Politic?

This is a blog dedicated to a personal interpretation of political news of the day. I attempt to be as knowledgeable as possible before commenting and committing my thoughts to a day's communication.

Saturday, August 06, 2011

Exclusive: Diab Speaks

Well, the Ottawa Citizen certainly dedicated a lot of first-page, upper-fold space on the issue of Hassan Diab, a Palestinian-Canadian by way of Lebanon, being extradited to France on request to stand trial on charges of having been involved in a terrorist-inspired bombing of a synagogue on rue Copernicus thirty years earlier.

Mr. Diab insists he is innocent of all charges that France has brought against him. He had nothing whatever to do with the explosion of a bomb that killed innocent people. And of course no one has the right to insist that this is not true, that he was involved and that the charges brought against him are warranted.

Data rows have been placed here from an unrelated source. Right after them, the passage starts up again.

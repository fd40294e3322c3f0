// src/core/protocol/frame.rs

//! Length-prefixed framing for `WireMessage`s.
//!
//! Each frame is a 4-byte big-endian payload length followed by exactly that
//! many bytes of bincode-serialized message.

use super::WireMessage;
use crate::core::RoomGraphError;
use bincode::config;
use bytes::{Buf, BufMut, Bytes, BytesMut};
use tokio_util::codec::{Decoder, Encoder};

/// The size of the big-endian length prefix.
const LENGTH_PREFIX_LEN: usize = 4;

/// Frames above this size are refused unless the codec is configured otherwise.
pub const DEFAULT_MAX_FRAME_SIZE: usize = 16 * 1024 * 1024;

/// A `tokio_util::codec` implementation for encoding and decoding `WireMessage`s.
#[derive(Debug, Clone, Copy)]
pub struct FrameCodec {
    max_frame_size: usize,
}

impl Default for FrameCodec {
    fn default() -> Self {
        Self {
            max_frame_size: DEFAULT_MAX_FRAME_SIZE,
        }
    }
}

impl FrameCodec {
    pub fn new(max_frame_size: usize) -> Self {
        Self { max_frame_size }
    }

    pub fn max_frame_size(&self) -> usize {
        self.max_frame_size
    }

    /// Serializes `message` into one complete frame, prefix included.
    ///
    /// Broadcasts encode once with this and hand the same bytes to every worker.
    pub fn encode_frame(&self, message: &WireMessage) -> Result<Bytes, RoomGraphError> {
        let mut buf = BytesMut::new();
        self.write_frame(message, &mut buf)?;
        Ok(buf.freeze())
    }

    fn write_frame(&self, message: &WireMessage, dst: &mut BytesMut) -> Result<(), RoomGraphError> {
        let payload = bincode::serde::encode_to_vec(message, config::standard())?;
        let size = payload.len();
        if size > self.max_frame_size || size > u32::MAX as usize {
            return Err(RoomGraphError::FrameTooLarge {
                size,
                max: self.max_frame_size,
            });
        }

        dst.reserve(LENGTH_PREFIX_LEN + size);
        dst.put_u32(size as u32);
        dst.extend_from_slice(&payload);
        Ok(())
    }
}

impl Encoder<WireMessage> for FrameCodec {
    type Error = RoomGraphError;

    fn encode(&mut self, item: WireMessage, dst: &mut BytesMut) -> Result<(), Self::Error> {
        self.write_frame(&item, dst)
    }
}

impl Decoder for FrameCodec {
    type Item = WireMessage;
    type Error = RoomGraphError;

    fn decode(&mut self, src: &mut BytesMut) -> Result<Option<Self::Item>, Self::Error> {
        if src.len() < LENGTH_PREFIX_LEN {
            return Ok(None);
        }

        let mut prefix = [0u8; LENGTH_PREFIX_LEN];
        prefix.copy_from_slice(&src[..LENGTH_PREFIX_LEN]);
        let size = u32::from_be_bytes(prefix) as usize;
        if size > self.max_frame_size {
            return Err(RoomGraphError::FrameTooLarge {
                size,
                max: self.max_frame_size,
            });
        }

        let total = LENGTH_PREFIX_LEN + size;
        if src.len() < total {
            // Make room for the rest of the frame to avoid repeated reallocation.
            src.reserve(total - src.len());
            return Ok(None);
        }

        src.advance(LENGTH_PREFIX_LEN);
        let payload = src.split_to(size);
        let (message, read) =
            bincode::serde::decode_from_slice::<WireMessage, _>(&payload, config::standard())?;
        if read != size {
            return Err(RoomGraphError::Decode(format!(
                "{} trailing bytes after {} message",
                size - read,
                message.kind()
            )));
        }
        Ok(Some(message))
    }

    /// At end of stream, leftover bytes mean the peer stopped mid-frame.
    /// An empty buffer is a clean close.
    fn decode_eof(&mut self, buf: &mut BytesMut) -> Result<Option<Self::Item>, Self::Error> {
        match self.decode(buf)? {
            Some(message) => Ok(Some(message)),
            None if buf.is_empty() => Ok(None),
            None => Err(RoomGraphError::TruncatedStream),
        }
    }
}
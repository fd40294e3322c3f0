// src/core/room.rs

//! Room identifiers: normalized names of pub/sub channels.

use crate::core::RoomGraphError;
use serde::{Deserialize, Serialize};
use std::fmt;
use std::str::FromStr;

/// A normalized room address.
///
/// Names are trimmed and lowercased so that `"Abuse.Raw"` and `" abuse.raw "`
/// refer to the same subscription, classifier source, and destination tag.
#[derive(Debug, Clone, PartialEq, Eq, Hash, PartialOrd, Ord, Serialize, Deserialize)]
#[serde(transparent)]
pub struct RoomId(String);

impl RoomId {
    pub fn parse(name: &str) -> Result<Self, RoomGraphError> {
        let trimmed = name.trim();
        if trimmed.is_empty() {
            return Err(RoomGraphError::InvalidRoom(
                "room name cannot be empty".to_string(),
            ));
        }
        if trimmed.chars().any(|c| c.is_whitespace() || c.is_control()) {
            return Err(RoomGraphError::InvalidRoom(format!(
                "room name '{trimmed}' contains whitespace or control characters"
            )));
        }
        Ok(RoomId(trimmed.to_lowercase()))
    }

    pub fn as_str(&self) -> &str {
        &self.0
    }
}

impl fmt::Display for RoomId {
    fn fmt(&self, f: &mut fmt::Formatter<'_>) -> fmt::Result {
        f.write_str(&self.0)
    }
}

impl FromStr for RoomId {
    type Err = RoomGraphError;

    fn from_str(s: &str) -> Result<Self, Self::Err> {
        RoomId::parse(s)
    }
}

impl AsRef<str> for RoomId {
    fn as_ref(&self) -> &str {
        &self.0
    }
}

His lawyer insists that he is innocent. As do his defenders, and he has many who defend him. Which may be comforting for Mr. Diab, and perhaps deservedly so, but does this serve justice? Justice is certainly never served when an innocent individual is charged with a crime not committed by them.

And this is precisely why we have judges and juries and western jurisprudence that seeks to ensure that justice will be done and will be seen to be done. The issue is the charge, and the trial to take place. Mr. Diab, his supporters and his lawyer claim by default that French justice is not to be trusted, that the state prosecutor is more concerned with his own reputation than with truth.

This is their defence. On the other hand, if someone insists on their innocence, this is what a trial will prove or disprove. Why fight so passionately to avoid a trial that may prove his innocence? Mr. Diab's lawyer's disputation of the reliability of handwriting experts has found much support. It appears to be a weak point in French evidence.

The article published today makes much of little. That the RCMP recommended a lie detector test, and Mr. Diab refused, twice. While countering that recommendation with one of his lawyer's devising, that they choose a "mutually agreeable" polygraph examiner, which the RCMP turned down. Since such tests have no real legal status, it's not much of an issue to bring forward.

Nor is the fact that Mr. Diab was followed for a prolonged period of time by undercover RCMP officers. Nor the fact that while living in Canada Mr. Diab has conducted himself in a perfectly legal manner. His argument that the extradition system between France and Canada is "irrational, unreasonable, illogical", and that "something" should be done "to change it", may have merit.

In that France does not respond to any requests from any other country to extradite its citizens. It is that inconsistency in logic and entitlement that the Government of Canada may wish to assess. But it really does not have much to do with Mr. Diab's current situation. Which can be resolved when he eventually appears before a French court to disprove the charges against him.